For those who aren’t familiar with <main>, the element is intended to be a container for the primary content of your page. It’s already implemented in browsers, so you can use it today. The W3C HTML 5.1 draft specification describes it thusly:

The main content area of a document includes content that is unique to that document and excludes content that is repeated across a set of documents such as site navigation links, copyright information, site logos and banners and search forms (unless the document or applications main function is that of a search form).

Richard Clark explains the element in more human-readable detail over at HTML5 Doctor.

Multiple Content Areas

If you are in a scenario where you have a blog index, or an article index, you don’t need multiple <main> elements. You can wrap the overall index in the <main> and each abstract can be wrapped in <article>:

<body>
	<header></header>
	<main>
		<h1>Blogtastic!</h1>
		<article>
			<h2>Locally-Sourced Cupcake Flavor Profiles</h2>
		</article>
		<article>
			<h2>Artisanal Cocktail Mixers</h2>
		</article>
		<article>
			<h2>Beard Waxing Tips</h2>
		</article>
	</main>
	<footer></footer>
</body>

Why It Matters

You may wonder is why it’s important to keep the <main> to one instance per document.

For Users

As an element, <main> exists to provide a direct mapping for the ARIA landmark role of the same name. The other landmark roles already have corresponding elements with matching native semantics, but the main role did not.

If you’ve read my blog long enough, you may know that ARIA is a spec designed to add important accessibility information to a page for users, both with and without assistive technology (AT). In this case it allows a user to jump to the meat of the page with a single keystroke, much like a “skip navigation” link does on many sites.

Having more than one <main> can be confusing to users of AT. While the element is relatively new, anecdotal examples show a potential trend of confusing users. Screen readers don’t announce the number of <main> elements, so if there is more than one a user may not know if he/she is in the first, the second, or even that there are more.

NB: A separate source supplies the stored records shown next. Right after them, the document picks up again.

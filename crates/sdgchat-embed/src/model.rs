use anyhow::{anyhow, Result};
use std::path::{Path, PathBuf};

use candle_core::{DType, Device, Tensor};
use candle_nn::VarBuilder;
use candle_transformers::models::xlm_roberta::{Config as XLMRobertaConfig, XLMRobertaModel};
use tokenizers::Tokenizer;

use crate::device::select_device;
use crate::pool::masked_mean_l2;
use crate::tokenize::tokenize_on_device;
use crate::Embedder;

const MAX_LEN: usize = 256;

/// XLM-RoBERTa sentence embedder loaded from a local model directory
/// (`tokenizer.json`, `config.json`, `pytorch_model.bin`). Multilingual,
/// so one vector space serves English and French questions.
pub struct TransformerEmbedder {
    model: XLMRobertaModel,
    tokenizer: Tokenizer,
    device: Device,
    dim: usize,
    model_name: String,
}

impl TransformerEmbedder {
    pub fn load(model_dir: &Path) -> Result<Self> {
        if !model_dir.exists() {
            return Err(anyhow!("model directory not found: {}", model_dir.display()));
        }
        let device = select_device();

        let tokenizer_path = model_dir.join("tokenizer.json");
        let tokenizer = Tokenizer::from_file(&tokenizer_path)
            .map_err(|e| anyhow!("Failed to load tokenizer from {}: {}", tokenizer_path.display(), e))?;

        let config_path = model_dir.join("config.json");
        let config: XLMRobertaConfig = serde_json::from_str(&std::fs::read_to_string(&config_path)?)?;
        let dim = config.hidden_size;

        let weights_path = resolve_weights(model_dir)?;
        let weights = candle_core::pickle::read_all(&weights_path)?;
        let weights_map: std::collections::HashMap<String, Tensor> = weights.into_iter().collect();
        let vb = VarBuilder::from_tensors(weights_map, DType::F32, &device);
        let model = XLMRobertaModel::new(&config, vb)?;

        let model_name = model_dir
            .file_name()
            .map(|n| n.to_string_lossy().to_string())
            .unwrap_or_else(|| "unknown".to_string());
        tracing::info!("loaded embedding model '{}' (dim={})", model_name, dim);
        Ok(Self { model, tokenizer, device, dim, model_name })
    }
}

fn resolve_weights(model_dir: &Path) -> Result<PathBuf> {
    let candidate = model_dir.join("pytorch_model.bin");
    if candidate.exists() {
        return Ok(candidate);
    }
    Err(anyhow!("no model weights under {}", model_dir.display()))
}

impl Embedder for TransformerEmbedder {
    fn id(&self) -> String {
        format!("xlm-roberta:{}", self.model_name)
    }

    fn dim(&self) -> usize {
        self.dim
    }

    fn embed(&self, text: &str) -> Result<Vec<f32>> {
        let (input_ids, attention_mask) = tokenize_on_device(&self.tokenizer, text, MAX_LEN, &self.device)?;
        let token_type_ids = Tensor::zeros((1, MAX_LEN), DType::I64, &self.device)?;
        let hidden = self
            .model
            .forward(&input_ids, &attention_mask, &token_type_ids, None, None, None)?;
        let pooled = masked_mean_l2(&hidden, &attention_mask)?;
        let vector: Vec<f32> = pooled.to_device(&Device::Cpu)?.squeeze(0)?.to_vec1()?;
        anyhow::ensure!(vector.len() == self.dim, "unexpected embedding width {}", vector.len());
        Ok(vector)
    }
}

This means landmark navigation can prove problematic if a user presses a key to go to the <main>, assumes he/she is on the only one, and then pops back into the navigation area to move to another page. In this scenario, entire swaths of also-primary content would be missed by the user.

The Spec

While the ARIA spec says you should not use more than one role="main" on your page, the HTML specification takes this a step further and says you must not use more than one <main>:

Authors must not include more than one main element in a document.

Authors must not include the main element as a descendant of an article, aside, footer, header or nav element.

The HTML validator will also throw an error if there is more than one <main> on a page.

Potential for Confusion

The WHATWG spec differs from the W3C spec in that not only does it allow multiple <main> elements on a page, it encourages it.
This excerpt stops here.